Copy out all lines in the data below containing the string "SceneFingerprint".
___
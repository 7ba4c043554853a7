use super::*;
use crate::scene::model::LayerRole;
use crate::style::window::GlassIntensity;

#[test]
fn minimal_config_uses_defaults() {
    let cfg = ChromeConfig::from_json_str(
        r##"{ "content": { "kind": "solid", "width": 320, "height": 200, "color": "#336699" } }"##,
    )
    .unwrap();
    assert_eq!(cfg.size, WindowSize::FitContent);
    assert_eq!(cfg.style, WindowStyle::TitleBar);
    assert_eq!(cfg.background, BackgroundStyle::SystemDefault);
    assert!(cfg.traffic_lights);
    assert_eq!(cfg.ambient, Appearance::Light);
    assert_eq!(cfg.wallpaper, WallpaperConfig::default());
    assert!(cfg.custom_wallpaper.is_none());
}

#[test]
fn full_config_round_trips_into_a_chrome() {
    let cfg = ChromeConfig::from_json_str(
        r##"{
            "size": { "fixed": { "width": 500, "height": 350 } },
            "style": "tool_bar",
            "background": { "glass": "regular" },
            "traffic_lights": false,
            "title": "Preview",
            "wallpaper": { "style": "sunset", "appearance": "dark" },
            "ambient": "dark",
            "content": { "kind": "solid", "width": 10, "height": 10, "color": "#ff0000" }
        }"##,
    )
    .unwrap();
    assert_eq!(cfg.background, BackgroundStyle::Glass(GlassIntensity::Regular));

    let chrome = cfg.clone().into_chrome(".").unwrap();
    let geo = chrome.geometry();
    assert_eq!(geo.window.size(), crate::foundation::core::Size::new(500.0, 350.0));
    assert_eq!(geo.corner_radius, 26.0);

    let scene = chrome.compose(cfg.ambient);
    assert!(scene.find(LayerRole::TrafficLights).is_none());
    assert!(scene.find(LayerRole::Controls).is_some());
}

#[test]
fn unknown_fields_are_rejected() {
    let err = ChromeConfig::from_json_str(
        r##"{ "content": { "kind": "solid", "width": 1, "height": 1, "color": "#000000" }, "colour": 1 }"##,
    )
    .unwrap_err();
    assert!(matches!(err, ChromeError::Serde(_)));
}

#[test]
fn bad_colors_are_rejected() {
    assert!(
        ChromeConfig::from_json_str(
            r##"{ "content": { "kind": "solid", "width": 1, "height": 1, "color": "blue" } }"##,
        )
        .is_err()
    );
}

#[test]
fn missing_image_is_a_config_error() {
    let cfg = ChromeConfig::from_json_str(
        r##"{ "content": { "kind": "image", "path": "missing.png" } }"##,
    )
    .unwrap();
    let err = cfg.into_chrome("/nonexistent-root").unwrap_err();
    assert!(matches!(err, ChromeError::Config(_)));
    assert!(err.to_string().contains("missing.png"));
}

#[test]
fn custom_wallpaper_disables_controls() {
    let cfg = ChromeConfig::from_json_str(
        r##"{
            "content": { "kind": "solid", "width": 10, "height": 10, "color": "#ffffff" },
            "custom_wallpaper": { "kind": "solid", "width": 1, "height": 1, "color": "#202020" }
        }"##,
    )
    .unwrap();
    let chrome = cfg.into_chrome(".").unwrap();
    assert!(chrome.controls(Appearance::Light).is_none());
}

#[test]
fn load_reads_files_from_disk() {
    let dir = std::env::temp_dir().join(format!("chromeshot-config-{}", std::process::id()));
    std::fs::create_dir_all(&dir).unwrap();
    let path = dir.join("chrome.json");
    std::fs::write(
        &path,
        r##"{ "title": "Disk", "content": { "kind": "solid", "width": 4, "height": 4, "color": "#00ff00" } }"##,
    )
    .unwrap();
    let cfg = ChromeConfig::load(&path).unwrap();
    assert_eq!(cfg.title.as_deref(), Some("Disk"));
    assert!(ChromeConfig::load(dir.join("nope.json")).is_err());
    let _ = std::fs::remove_dir_all(dir);
}
//! chromeshot renders a simulated desktop window around a UI fragment.
//!
//! A [`WindowChrome`] frames caller-supplied [`Content`] with a title bar, traffic lights,
//! border highlights, a drop shadow, a background material and a procedurally generated
//! wallpaper, then rasterizes the result headlessly.
//!
//! # Pipeline overview
//!
//! 1. **Compose**: `WindowChrome + Appearance -> Scene` (a layered node tree)
//! 2. **Compile**: `Scene -> RenderPlan` (passes over explicit canvas-sized surfaces)
//! 3. **Render**: `RenderPlan -> FrameRGBA` (CPU backend, premultiplied RGBA8)
//! 4. **Encode**: `FrameRGBA -> PNG`
//!
//! Composing never fails and is deterministic: the same configuration yields an equal
//! scene with an equal [`SceneFingerprint`].
//!
//! ```no_run
//! use chromeshot::{
//!     Appearance, BackgroundStyle, Color, Content, GlassIntensity, RenderSettings, WindowChrome,
//!     WindowSize, WindowStyle,
//! };
//!
//! let frame = WindowChrome::new(Content::solid(480.0, 300.0, Color::hex(0xFAFAFA)))
//!     .size(WindowSize::Fixed { width: 500.0, height: 350.0 })
//!     .style(WindowStyle::ToolBar)
//!     .background(BackgroundStyle::Glass(GlassIntensity::Regular))
//!     .title("Preview")
//!     .render(Appearance::Light, &RenderSettings::default())?;
//! frame.save_png("preview.png")?;
//! # Ok::<(), chromeshot::ChromeError>(())
//! ```
#![forbid(unsafe_code)]

mod compile;
mod compose;
mod config;
mod foundation;
mod render;
mod scene;
mod style;
mod wallpaper;

pub use compile::plan::{
    CompositeOp, CompositePass, DrawOp, GradientSpec, MaskGenPass, OffscreenPass, Pass, PassFx,
    PixelFormat, PlanPaint, RenderPlan, ScenePass, SurfaceDesc, SurfaceId, compile_scene,
};
pub use compose::chrome::{
    ChromeGeometry, OUTER_PADDING, TRAFFIC_LIGHT_COLORS, WallpaperSource, WindowChrome,
};
pub use compose::content::Content;
pub use compose::controls::{ControlKind, ControlSegment, ControlState, ControlStrip};
pub use config::{ChromeConfig, ContentConfig, WallpaperConfig};
pub use foundation::color::Color;
pub use foundation::core::{Affine, BezPath, Canvas, Point, Rect, Rgba8Premul, Size, Vec2};
pub use foundation::error::{ChromeError, ChromeResult};
pub use render::backend::{BackendKind, FrameRGBA, RenderBackend, RenderSettings, create_backend};
pub use render::blur::blur_rgba8_premul;
pub use render::composite::{masked_out_in_place, masked_over_in_place, over, over_in_place};
pub use render::cpu::CpuBackend;
pub use render::passes::{PassBackend, execute_plan};
pub use render::pipeline::{render_scene, render_scene_with};
pub use scene::fingerprint::SceneFingerprint;
pub use scene::model::{LayerRole, Node, Paint, Scene, Shape, ShapeKind};
pub use style::insets::{CalibratedInsets, FixedInsets, InsetKind, InsetProvider, top_inset_for};
pub use style::window::{
    Appearance, BackgroundStyle, GlassIntensity, MaterialIntensity, WindowSize, WindowStyle,
    material_tint, system_window_color,
};
pub use wallpaper::generator::{WallpaperGenerator, shape_layout};
pub use wallpaper::palette::{
    Palette, ShapeColor, WallpaperStyle, gradient_stops, palette, solid_fill,
};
___
# ANSWER BOX:
//! scene with an equal [`SceneFingerprint`].
pub use scene::fingerprint::SceneFingerprint;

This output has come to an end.